PURPOSE
Current epidemiologic evidence on the association between antihypertensive drugs and keratinocyte carcinoma (KC) risk is inconsistent. We sought to quantify this association by meta-analysis of observational studies.
METHODS
We systematically reviewed observational studies published through August 2016 and reported the KC risk (basal cell carcinoma [BCC] and squamous cell carcinoma [SCC]) associated with antihypertensive drugs, including diuretics, angiotensin-converting enzyme (ACE) inhibitors, angiotensin receptor blockers (ARBs), beta-adrenergic blocking agents (β-blockers), and calcium channel blockers (CCBs). Random-effects meta-analysis was used to estimate the odds ratio (OR) with 95% confidence interval (CI).
RESULTS
Ten eligible studies were included.
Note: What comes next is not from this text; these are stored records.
//! Word Repository
//!
//! Static vocabulary list. Sessions never mutate it; they take a shuffled copy.

use rand::seq::SliceRandom;
use rand::Rng;
use serde::{Deserialize, Serialize};
use std::borrow::Cow;

/// A single vocabulary entry
///
/// Built-in entries borrow static text; entries read back from test history
/// own theirs.
#[derive(Debug, Clone, PartialEq, Eq, Serialize, Deserialize)]
#[serde(rename_all = "camelCase")]
pub struct Word {
    /// Display form, may carry affix markers
    pub word: Cow<'static, str>,
    /// Canonical answer form used for every comparison
    pub clean_word: Cow<'static, str>,
    pub pronunciation: Cow<'static, str>,
    pub translation: Cow<'static, str>,
    pub explanation: Cow<'static, str>,
}

impl Word {
    /// Trimmed, case-insensitive comparison against the clean form
    pub fn matches(&self, answer: &str) -> bool {
        answer.trim().to_lowercase() == self.clean_word.to_lowercase()
    }
}

macro_rules! word {
    ($word:expr, $clean:expr, $pron:expr, $trans:expr, $expl:expr) => {
        Word {
            word: Cow::Borrowed($word),
            clean_word: Cow::Borrowed($clean),
            pronunciation: Cow::Borrowed($pron),
            translation: Cow::Borrowed($trans),
            explanation: Cow::Borrowed($expl),
        }
    };
}

/// The built-in vocabulary list
pub static WORDS: &[Word] = &[
    word!("abandon", "abandon", "/əˈbændən/", "放弃", "To leave something behind for good."),
    word!("ac-curate", "accurate", "/ˈækjərət/", "准确的", "Correct in every detail."),
    word!("achieve", "achieve", "/əˈtʃiːv/", "实现", "To succeed in reaching a goal."),
    word!("ad-equate", "adequate", "/ˈædɪkwət/", "足够的", "Good enough for what is needed."),
    word!("ambition", "ambition", "/æmˈbɪʃən/", "雄心", "A strong wish to succeed."),
    word!("anxious", "anxious", "/ˈæŋkʃəs/", "焦虑的", "Worried about something uncertain."),
    word!("benefit", "benefit", "/ˈbenɪfɪt/", "益处", "An advantage gained from something."),
    word!("brilliant", "brilliant", "/ˈbrɪljənt/", "杰出的", "Extremely clever or impressive."),
    word!("candidate", "candidate", "/ˈkændɪdət/", "候选人", "A person applying for a job or position."),
    word!("challenge", "challenge", "/ˈtʃælɪndʒ/", "挑战", "Something difficult that tests ability."),
    word!("curious", "curious", "/ˈkjʊəriəs/", "好奇的", "Eager to know or learn something."),
    word!("decade", "decade", "/ˈdekeɪd/", "十年", "A period of ten years."),
    word!("de-liberate", "deliberate", "/dɪˈlɪbərət/", "故意的", "Done on purpose, carefully planned."),
    word!("efficient", "efficient", "/ɪˈfɪʃənt/", "高效的", "Working well without wasting time."),
    word!("enormous", "enormous", "/ɪˈnɔːməs/", "巨大的", "Very large in size or amount."),
    word!("essential", "essential", "/ɪˈsenʃəl/", "必要的", "Absolutely necessary."),
    word!("familiar", "familiar", "/fəˈmɪliər/", "熟悉的", "Well known from long experience."),
    word!("generous", "generous", "/ˈdʒenərəs/", "慷慨的", "Willing to give more than expected."),
    word!("harmony", "harmony", "/ˈhɑːməni/", "和谐", "A pleasing agreement of parts."),
    word!("in-evitable", "inevitable", "/ɪnˈevɪtəbəl/", "不可避免的", "Certain to happen."),
    word!("journey", "journey", "/ˈdʒɜːni/", "旅程", "Travel from one place to another."),
    word!("knowledge", "knowledge", "/ˈnɒlɪdʒ/", "知识", "Facts and skills learned through experience."),
    word!("landscape", "landscape", "/ˈlændskeɪp/", "风景", "Everything you can see across an area of land."),
    word!("mysterious", "mysterious", "/mɪˈstɪəriəs/", "神秘的", "Difficult to understand or explain."),
    word!("negotiate", "negotiate", "/nɪˈɡəʊʃieɪt/", "谈判", "To discuss in order to reach an agreement."),
    word!("opportunity", "opportunity", "/ˌɒpəˈtjuːnəti/", "机会", "A chance to do something."),
    word!("patient", "patient", "/ˈpeɪʃənt/", "耐心的", "Able to wait calmly."),
    word!("re-markable", "remarkable", "/rɪˈmɑːkəbəl/", "非凡的", "Worth noticing because unusual."),
    word!("sincere", "sincere", "/sɪnˈsɪə/", "真诚的", "Honest and meaning what you say."),
    word!("tremendous", "tremendous", "/trəˈmendəs/", "极大的", "Very great in amount or level."),
    word!("vivid", "vivid", "/ˈvɪvɪd/", "生动的", "Producing clear, strong images in the mind."),
    word!("wisdom", "wisdom", "/ˈwɪzdəm/", "智慧", "Good judgement that comes from experience."),
];

/// Unbiased permutation of the full repository
pub fn shuffled<R: Rng + ?Sized>(rng: &mut R) -> Vec<Word> {
    let mut words = WORDS.to_vec();
    words.shuffle(rng);
    words
}

/// Up to `count` distinct words sampled without replacement
pub fn sample<R: Rng + ?Sized>(words: &[Word], count: usize, rng: &mut R) -> Vec<Word> {
    words.choose_multiple(rng, count).cloned().collect()
}

#[cfg(test)]
mod tests {
    use super::*;
    use std::collections::HashSet;

    #[test]
    fn test_clean_words_are_unique() {
        let clean: HashSet<&str> = WORDS.iter().map(|w| w.clean_word.as_ref()).collect();
        assert_eq!(clean.len(), WORDS.len());
    }

    #[test]
    fn test_matches_ignores_case_and_whitespace() {
        let w = &WORDS[0];
        assert!(w.matches("  ABANDON "));
        assert!(!w.matches("abandons"));
        assert!(!w.matches(""));
    }

    #[test]
    fn test_shuffle_is_permutation() {
        let mut rng = rand::thread_rng();
        let words = shuffled(&mut rng);
        assert_eq!(words.len(), WORDS.len());
        let seen: HashSet<&str> = words.iter().map(|w| w.clean_word.as_ref()).collect();
        assert_eq!(seen.len(), WORDS.len());
    }

    #[test]
    fn test_sample_caps_at_repository_size() {
        let mut rng = rand::thread_rng();
        assert_eq!(sample(&WORDS[..3], 10, &mut rng).len(), 3);
        let picked = sample(WORDS, 10, &mut rng);
        let distinct: HashSet<&str> = picked.iter().map(|w| w.clean_word.as_ref()).collect();
        assert_eq!(distinct.len(), 10);
    }
}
Compared with nonuse, diuretic use was significantly associated with increased risk of both BCC (OR, 1.10; 95% CI, 1.01-1.20) and SCC (OR, 1.40; 95% CI, 1.19-1.66). Use of β-blockers or CCBs was associated with increased risk of BCC (but not SCC); the OR with β-blockers was 1.09 (95% CI, 1.04-1.15) and with CCBs was 1.15 (95% CI, 1.09-1.21). Use of ACE inhibitors or ARBs was associated with decreased risk of both BCC (OR, 0.53; 95% CI, 0.39-0.71) and SCC (OR, 0.58; 95% CI, 0.42-0.80) in high-risk individuals.
CONCLUSIONS
Current evidence indicates that use of diuretics might be associated with increased risk of KC, while ACE inhibitors or ARBs might be associated with decreased risk in high-risk individuals. β-blockers or CCBs might be positively associated with BCC risk. Further postmarketing surveillance studies and investigations to clarify the possible underlying mechanisms are warranted.